**Exercise requirements:**
Say how many lines in the following entries include "params", and add nothing else.

[Items listed in a dataset]

■ ■ ■

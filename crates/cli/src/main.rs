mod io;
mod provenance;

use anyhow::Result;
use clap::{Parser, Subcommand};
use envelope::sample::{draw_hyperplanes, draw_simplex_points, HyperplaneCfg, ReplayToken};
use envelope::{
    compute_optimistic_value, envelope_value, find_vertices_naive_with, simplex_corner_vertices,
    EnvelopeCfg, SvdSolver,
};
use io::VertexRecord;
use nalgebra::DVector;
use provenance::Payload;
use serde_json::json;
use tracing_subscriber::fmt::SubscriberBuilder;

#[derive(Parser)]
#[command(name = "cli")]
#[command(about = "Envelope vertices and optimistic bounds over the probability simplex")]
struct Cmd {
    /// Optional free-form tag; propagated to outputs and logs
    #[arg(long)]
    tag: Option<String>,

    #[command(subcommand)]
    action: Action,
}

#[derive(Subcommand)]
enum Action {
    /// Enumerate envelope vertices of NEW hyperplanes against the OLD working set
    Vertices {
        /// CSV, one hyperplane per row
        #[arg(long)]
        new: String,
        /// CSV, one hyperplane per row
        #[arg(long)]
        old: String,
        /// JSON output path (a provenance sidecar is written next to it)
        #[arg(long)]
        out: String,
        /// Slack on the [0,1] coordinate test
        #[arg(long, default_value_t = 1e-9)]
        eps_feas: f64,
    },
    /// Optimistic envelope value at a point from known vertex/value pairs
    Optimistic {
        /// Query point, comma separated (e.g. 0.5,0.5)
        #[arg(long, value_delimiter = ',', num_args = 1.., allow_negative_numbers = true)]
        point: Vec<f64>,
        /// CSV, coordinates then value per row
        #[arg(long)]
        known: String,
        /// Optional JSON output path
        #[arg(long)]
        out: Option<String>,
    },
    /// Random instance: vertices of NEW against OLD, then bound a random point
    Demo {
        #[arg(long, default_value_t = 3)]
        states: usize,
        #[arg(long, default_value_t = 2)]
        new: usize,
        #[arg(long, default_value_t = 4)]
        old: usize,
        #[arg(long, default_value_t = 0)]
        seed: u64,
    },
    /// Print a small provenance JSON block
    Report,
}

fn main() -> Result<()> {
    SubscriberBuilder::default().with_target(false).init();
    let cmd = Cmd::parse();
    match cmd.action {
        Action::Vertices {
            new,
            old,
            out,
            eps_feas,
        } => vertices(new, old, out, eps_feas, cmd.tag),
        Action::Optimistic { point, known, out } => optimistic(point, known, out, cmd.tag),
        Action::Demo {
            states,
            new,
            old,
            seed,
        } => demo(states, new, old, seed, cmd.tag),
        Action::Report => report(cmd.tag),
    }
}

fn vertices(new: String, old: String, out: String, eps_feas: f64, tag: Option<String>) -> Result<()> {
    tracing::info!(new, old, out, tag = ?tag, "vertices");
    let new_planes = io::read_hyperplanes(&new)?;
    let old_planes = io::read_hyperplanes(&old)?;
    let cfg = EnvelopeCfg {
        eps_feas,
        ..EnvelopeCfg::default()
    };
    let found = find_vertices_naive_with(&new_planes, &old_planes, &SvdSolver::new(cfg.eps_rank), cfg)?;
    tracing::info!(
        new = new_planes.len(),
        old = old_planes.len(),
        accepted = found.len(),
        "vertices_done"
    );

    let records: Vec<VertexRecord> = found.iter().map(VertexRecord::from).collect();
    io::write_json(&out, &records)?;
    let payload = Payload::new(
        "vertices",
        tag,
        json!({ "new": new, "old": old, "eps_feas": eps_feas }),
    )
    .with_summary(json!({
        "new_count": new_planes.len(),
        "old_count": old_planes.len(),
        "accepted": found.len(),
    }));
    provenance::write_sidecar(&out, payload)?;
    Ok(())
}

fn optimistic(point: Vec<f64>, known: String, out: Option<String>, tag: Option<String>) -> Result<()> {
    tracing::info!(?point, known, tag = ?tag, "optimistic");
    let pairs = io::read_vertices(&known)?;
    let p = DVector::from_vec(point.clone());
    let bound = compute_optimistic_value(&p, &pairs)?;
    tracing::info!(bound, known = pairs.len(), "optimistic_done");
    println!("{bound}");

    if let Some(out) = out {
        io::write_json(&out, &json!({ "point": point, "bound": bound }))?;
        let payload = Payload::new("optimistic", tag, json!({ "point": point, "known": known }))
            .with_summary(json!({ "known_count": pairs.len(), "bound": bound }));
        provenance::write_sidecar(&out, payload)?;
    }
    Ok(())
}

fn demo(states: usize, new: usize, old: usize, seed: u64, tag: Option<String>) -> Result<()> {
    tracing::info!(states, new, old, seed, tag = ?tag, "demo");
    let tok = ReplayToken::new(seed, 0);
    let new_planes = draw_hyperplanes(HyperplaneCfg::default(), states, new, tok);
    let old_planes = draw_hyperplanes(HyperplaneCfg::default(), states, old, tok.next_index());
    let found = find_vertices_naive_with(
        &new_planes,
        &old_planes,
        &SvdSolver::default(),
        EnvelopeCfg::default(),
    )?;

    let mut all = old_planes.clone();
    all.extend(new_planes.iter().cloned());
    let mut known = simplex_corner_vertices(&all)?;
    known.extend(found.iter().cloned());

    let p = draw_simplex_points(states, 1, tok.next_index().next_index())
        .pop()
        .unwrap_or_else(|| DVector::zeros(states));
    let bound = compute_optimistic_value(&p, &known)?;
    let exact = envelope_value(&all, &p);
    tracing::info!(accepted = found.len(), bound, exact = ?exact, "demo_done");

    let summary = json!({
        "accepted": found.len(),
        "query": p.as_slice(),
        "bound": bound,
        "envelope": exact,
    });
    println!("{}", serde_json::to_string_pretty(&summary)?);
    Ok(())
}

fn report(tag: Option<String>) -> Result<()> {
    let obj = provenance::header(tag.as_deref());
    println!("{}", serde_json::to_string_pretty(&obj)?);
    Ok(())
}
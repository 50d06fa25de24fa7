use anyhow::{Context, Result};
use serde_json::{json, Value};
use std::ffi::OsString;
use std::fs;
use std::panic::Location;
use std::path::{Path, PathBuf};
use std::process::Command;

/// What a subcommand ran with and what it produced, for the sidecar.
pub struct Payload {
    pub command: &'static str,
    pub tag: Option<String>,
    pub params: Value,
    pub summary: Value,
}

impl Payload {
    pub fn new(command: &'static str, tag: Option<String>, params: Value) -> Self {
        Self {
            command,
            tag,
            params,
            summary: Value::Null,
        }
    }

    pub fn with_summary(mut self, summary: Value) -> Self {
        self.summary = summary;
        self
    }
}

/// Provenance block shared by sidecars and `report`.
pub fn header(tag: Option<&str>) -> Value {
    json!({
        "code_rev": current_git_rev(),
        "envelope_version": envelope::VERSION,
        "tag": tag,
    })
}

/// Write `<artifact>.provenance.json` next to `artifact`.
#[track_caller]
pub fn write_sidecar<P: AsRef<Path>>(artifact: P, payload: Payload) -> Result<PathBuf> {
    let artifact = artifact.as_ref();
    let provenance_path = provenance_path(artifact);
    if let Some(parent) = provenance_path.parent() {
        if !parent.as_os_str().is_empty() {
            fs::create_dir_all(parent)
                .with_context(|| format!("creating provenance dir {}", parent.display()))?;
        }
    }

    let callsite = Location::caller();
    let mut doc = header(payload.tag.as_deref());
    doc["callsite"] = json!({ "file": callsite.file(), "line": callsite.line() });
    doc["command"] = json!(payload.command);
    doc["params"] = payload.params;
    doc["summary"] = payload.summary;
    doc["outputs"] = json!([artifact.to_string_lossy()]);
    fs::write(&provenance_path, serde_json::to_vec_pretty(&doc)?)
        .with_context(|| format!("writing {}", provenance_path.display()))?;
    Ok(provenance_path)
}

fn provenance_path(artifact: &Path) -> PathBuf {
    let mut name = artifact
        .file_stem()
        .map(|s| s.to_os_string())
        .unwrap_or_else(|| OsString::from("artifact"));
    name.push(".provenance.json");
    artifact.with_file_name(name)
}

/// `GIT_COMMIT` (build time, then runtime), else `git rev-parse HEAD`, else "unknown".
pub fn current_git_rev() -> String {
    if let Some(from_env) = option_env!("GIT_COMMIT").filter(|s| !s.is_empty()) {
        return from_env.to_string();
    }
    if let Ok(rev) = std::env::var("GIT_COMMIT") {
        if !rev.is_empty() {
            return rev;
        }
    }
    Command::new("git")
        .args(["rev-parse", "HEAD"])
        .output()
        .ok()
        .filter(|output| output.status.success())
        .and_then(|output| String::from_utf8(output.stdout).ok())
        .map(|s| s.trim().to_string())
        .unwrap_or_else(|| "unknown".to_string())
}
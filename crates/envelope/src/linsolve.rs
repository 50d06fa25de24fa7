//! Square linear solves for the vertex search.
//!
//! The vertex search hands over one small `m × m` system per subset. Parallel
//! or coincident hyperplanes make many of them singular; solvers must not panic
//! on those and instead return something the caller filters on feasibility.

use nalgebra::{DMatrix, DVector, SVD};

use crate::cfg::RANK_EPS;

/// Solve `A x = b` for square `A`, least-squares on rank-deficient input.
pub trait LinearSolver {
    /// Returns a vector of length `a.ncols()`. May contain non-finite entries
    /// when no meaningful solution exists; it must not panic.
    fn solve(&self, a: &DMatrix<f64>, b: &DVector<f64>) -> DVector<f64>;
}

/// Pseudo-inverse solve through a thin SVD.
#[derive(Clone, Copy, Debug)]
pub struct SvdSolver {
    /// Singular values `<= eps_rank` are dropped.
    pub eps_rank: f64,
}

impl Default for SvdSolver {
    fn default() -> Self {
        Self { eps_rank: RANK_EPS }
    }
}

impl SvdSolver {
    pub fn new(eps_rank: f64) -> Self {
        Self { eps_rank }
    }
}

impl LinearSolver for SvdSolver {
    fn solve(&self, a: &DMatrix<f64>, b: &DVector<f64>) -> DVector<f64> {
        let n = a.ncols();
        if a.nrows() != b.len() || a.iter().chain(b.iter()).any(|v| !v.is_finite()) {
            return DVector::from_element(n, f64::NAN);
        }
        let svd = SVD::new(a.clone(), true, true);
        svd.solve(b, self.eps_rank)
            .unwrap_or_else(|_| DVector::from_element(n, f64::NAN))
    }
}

■ ■ ■

**Your solution:**
4